- _Problem_: Go through the data line by line. Copy each one holding the string "NNNN".

Stored items:
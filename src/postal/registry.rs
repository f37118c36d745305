//! Postal code rules per country, loaded from XML.

use std::collections::BTreeMap;

use crate::core::xml::for_each_element;
use crate::core::{MasterDataError, ValidationError, is_known_country_code};

use super::format::PostalCodeFormat;

const BUNDLED_XML: &str = include_str!("data/postal_codes.xml");

/// Trim surrounding whitespace and upper-case ASCII letters.
fn normalize(code: &str) -> String {
    code.trim().to_ascii_uppercase()
}

/// Postal code rules of one country.
#[derive(Debug, Clone)]
pub struct PostalCodeCountry {
    iso: String,
    formats: Vec<PostalCodeFormat>,
    valid_codes: Vec<String>,
    note: Option<String>,
}

impl PostalCodeCountry {
    pub fn new(iso: impl Into<String>) -> Self {
        Self {
            iso: iso.into(),
            formats: Vec::new(),
            valid_codes: Vec::new(),
            note: None,
        }
    }

    pub fn add_format(&mut self, format: PostalCodeFormat) {
        self.formats.push(format);
    }

    /// Add an explicitly enumerated postal code.
    pub fn add_valid_code(&mut self, code: &str) {
        self.valid_codes.push(normalize(code));
    }

    pub fn set_note(&mut self, note: impl Into<String>) {
        self.note = Some(note.into());
    }

    pub fn iso(&self) -> &str {
        &self.iso
    }

    pub fn formats(&self) -> &[PostalCodeFormat] {
        &self.formats
    }

    pub fn valid_codes(&self) -> &[String] {
        &self.valid_codes
    }

    pub fn note(&self) -> Option<&str> {
        self.note.as_deref()
    }

    /// Whether the country uses postal codes at all.
    pub fn has_postal_codes(&self) -> bool {
        !self.formats.is_empty() || !self.valid_codes.is_empty()
    }

    /// Match against any format or enumerated code.
    ///
    /// Countries without postal codes accept any input.
    pub fn is_valid_postal_code(&self, code: &str) -> bool {
        if !self.has_postal_codes() {
            return true;
        }
        let code = normalize(code);
        self.formats.iter().any(|f| f.is_valid(&code)) || self.valid_codes.contains(&code)
    }

    /// One sample per format followed by the enumerated codes.
    pub fn examples(&self) -> Vec<String> {
        self.formats
            .iter()
            .map(PostalCodeFormat::example)
            .chain(self.valid_codes.iter().cloned())
            .collect()
    }
}

/// Postal code rules for all known countries, keyed by ISO code.
#[derive(Debug, Clone, Default)]
pub struct PostalCodeRegistry {
    countries: BTreeMap<String, PostalCodeCountry>,
}

impl PostalCodeRegistry {
    /// The rules shipped with this crate.
    pub fn bundled() -> Result<Self, MasterDataError> {
        Self::from_xml(BUNDLED_XML)
    }

    /// Read rules from a `<postalcodes>` document.
    ///
    /// Each `<country iso="..">` may contain `<format>`, `<validcode>` and
    /// `<note>` children. Unknown elements are skipped with a warning.
    pub fn from_xml(xml: &str) -> Result<Self, MasterDataError> {
        let mut registry = Self::default();
        let mut pending: Option<PostalCodeCountry> = None;

        for_each_element(xml, |ancestors, el| {
            let parent = ancestors.last().filter(|p| p.name == "country");
            match (el.name.as_str(), parent) {
                ("format", Some(parent)) => {
                    let iso = parent.required_attr("iso")?;
                    let format = PostalCodeFormat::parse(iso, el.text.trim())?;
                    pending
                        .get_or_insert_with(|| PostalCodeCountry::new(iso))
                        .add_format(format);
                }
                ("validcode", Some(parent)) => {
                    let iso = parent.required_attr("iso")?;
                    pending
                        .get_or_insert_with(|| PostalCodeCountry::new(iso))
                        .add_valid_code(&el.text);
                }
                ("note", Some(parent)) => {
                    let iso = parent.required_attr("iso")?;
                    pending
                        .get_or_insert_with(|| PostalCodeCountry::new(iso))
                        .set_note(el.text.trim());
                }
                ("country", _) => {
                    let iso = el.required_attr("iso")?;
                    let country = pending.take().unwrap_or_else(|| PostalCodeCountry::new(iso));
                    registry.insert(country)?;
                }
                ("postalcodes", None) if ancestors.is_empty() => {}
                (other, _) => {
                    tracing::warn!(element = other, "skipping unknown postal code element");
                }
            }
            Ok(())
        })?;

        tracing::debug!(countries = registry.countries.len(), "loaded postal code formats");
        Ok(registry)
    }

    /// Add a country, rejecting unknown ISO codes and duplicates.
    pub fn insert(&mut self, country: PostalCodeCountry) -> Result<(), MasterDataError> {
        if !is_known_country_code(&country.iso) {
            return Err(MasterDataError::InvalidArgument(format!(
                "unknown country code '{}'",
                country.iso
            )));
        }
        if self.countries.contains_key(&country.iso) {
            return Err(MasterDataError::DuplicateKey {
                registry: "postal codes",
                key: country.iso.clone(),
            });
        }
        self.countries.insert(country.iso.clone(), country);
        Ok(())
    }

    pub fn country(&self, iso: &str) -> Option<&PostalCodeCountry> {
        self.countries.get(&iso.to_ascii_uppercase())
    }

    /// All countries with postal code information, in ISO code order.
    pub fn countries(&self) -> impl Iterator<Item = &PostalCodeCountry> {
        self.countries.values()
    }

    pub fn len(&self) -> usize {
        self.countries.len()
    }

    pub fn is_empty(&self) -> bool {
        self.countries.is_empty()
    }

    /// Whether `country` is known to use postal codes.
    pub fn has_postal_codes(&self, country: &str) -> bool {
        self.country(country).is_some_and(PostalCodeCountry::has_postal_codes)
    }

    /// Check a postal code; countries without information accept anything.
    pub fn is_valid_postal_code(&self, country: &str, code: &str) -> bool {
        self.country(country)
            .is_none_or(|c| c.is_valid_postal_code(code))
    }

    /// Like [`Self::is_valid_postal_code`] but with an error describing the
    /// expected formats.
    pub fn validate_postal_code(&self, country: &str, code: &str) -> Result<(), ValidationError> {
        if self.is_valid_postal_code(country, code) {
            return Ok(());
        }
        let expected = self
            .country(country)
            .map(|c| c.examples().join(", "))
            .unwrap_or_default();
        Err(ValidationError::with_code(
            "postal_code",
            format!("'{code}' is not a valid postal code for {country}, expected e.g. {expected}"),
            "postal_code.invalid_format",
        ))
    }
}

#[cfg(test)]
mod tests {
    use super::*;

    fn registry() -> PostalCodeRegistry {
        PostalCodeRegistry::bundled().unwrap()
    }

    #[test]
    fn austria_four_digits() {
        let r = registry();
        assert!(r.is_valid_postal_code("AT", "1234"));
        assert!(!r.is_valid_postal_code("AT", "123"));
        assert!(!r.is_valid_postal_code("AT", "12345"));
        assert!(!r.is_valid_postal_code("AT", "A123"));
    }

    #[test]
    fn germany_and_poland() {
        let r = registry();
        assert!(r.is_valid_postal_code("DE", "10115"));
        assert!(!r.is_valid_postal_code("DE", "1011"));
        assert!(r.is_valid_postal_code("PL", "00-950"));
        assert!(!r.is_valid_postal_code("PL", "00950"));
    }

    #[test]
    fn unknown_country_fails_open() {
        let r = registry();
        assert!(r.country("ZZ").is_none());
        assert!(r.is_valid_postal_code("ZZ", "anything"));
        assert!(r.validate_postal_code("ZZ", "").is_ok());
    }

    #[test]
    fn countries_without_postal_codes() {
        let r = registry();
        assert!(!r.has_postal_codes("HK"));
        assert!(r.is_valid_postal_code("HK", ""));
        assert!(r.is_valid_postal_code("HK", "whatever"));
        assert_eq!(r.country("HK").unwrap().note(), Some("No postal codes in use"));
        assert!(r.has_postal_codes("AT"));
    }

    #[test]
    fn input_is_normalized() {
        let r = registry();
        assert!(r.is_valid_postal_code("AT", " 1010 "));
        assert!(r.is_valid_postal_code("GB", "sw1a 1aa"));
        assert!(r.is_valid_postal_code("gb", "GIR 0AA"));
    }

    #[test]
    fn enumerated_codes() {
        let r = registry();
        assert!(r.is_valid_postal_code("VA", "00120"));
        assert!(!r.is_valid_postal_code("VA", "00121"));
        assert!(r.is_valid_postal_code("LI", "9490"));
        assert!(!r.is_valid_postal_code("LI", "9500"));
        assert!(r.is_valid_postal_code("SM", "47890"));
        assert!(!r.is_valid_postal_code("SM", "47880"));
    }

    #[test]
    fn country_code_tokens() {
        let r = registry();
        assert!(r.is_valid_postal_code("AD", "AD100"));
        assert!(r.is_valid_postal_code("LV", "LV-1010"));
        assert!(!r.is_valid_postal_code("LV", "1010"));
    }

    #[test]
    fn validation_error_code() {
        let err = registry().validate_postal_code("AT", "123").unwrap_err();
        assert_eq!(err.code.as_deref(), Some("postal_code.invalid_format"));
        assert_eq!(err.field, "postal_code");
        assert!(err.message.contains("1234"));
    }

    #[test]
    fn every_example_is_valid() {
        let r = registry();
        for country in r.countries() {
            for example in country.examples() {
                assert!(
                    country.is_valid_postal_code(&example),
                    "{}: {example}",
                    country.iso()
                );
            }
        }
    }

    #[test]
    fn duplicate_country_rejected() {
        let xml = r#"<postalcodes><country iso="AT"><format>NNNN</format></country><country iso="AT"/></postalcodes>"#;
        assert!(matches!(
            PostalCodeRegistry::from_xml(xml),
            Err(MasterDataError::DuplicateKey { .. })
        ));
    }

    #[test]
    fn unknown_elements_are_skipped() {
        let xml = r#"<postalcodes><country iso="AT"><format>NNNN</format><remark>x</remark></country><legacy/></postalcodes>"#;
        let r = PostalCodeRegistry::from_xml(xml).unwrap();
        assert_eq!(r.len(), 1);
        assert!(r.is_valid_postal_code("AT", "1010"));
    }

    #[test]
    fn invalid_documents() {
        assert!(PostalCodeRegistry::from_xml(r#"<postalcodes><country/></postalcodes>"#).is_err());
        assert!(PostalCodeRegistry::from_xml(r#"<postalcodes><country iso="QQ"/></postalcodes>"#).is_err());
        assert!(PostalCodeRegistry::from_xml(r#"<postalcodes><country iso="AT"><format/></country></postalcodes>"#).is_err());
    }
}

- _Your response_:
        let xml = r#"<postalcodes><country iso="AT"><format>NNNN</format></country><country iso="AT"/></postalcodes>"#;
        let xml = r#"<postalcodes><country iso="AT"><format>NNNN</format><remark>x</remark></country><legacy/></postalcodes>"#;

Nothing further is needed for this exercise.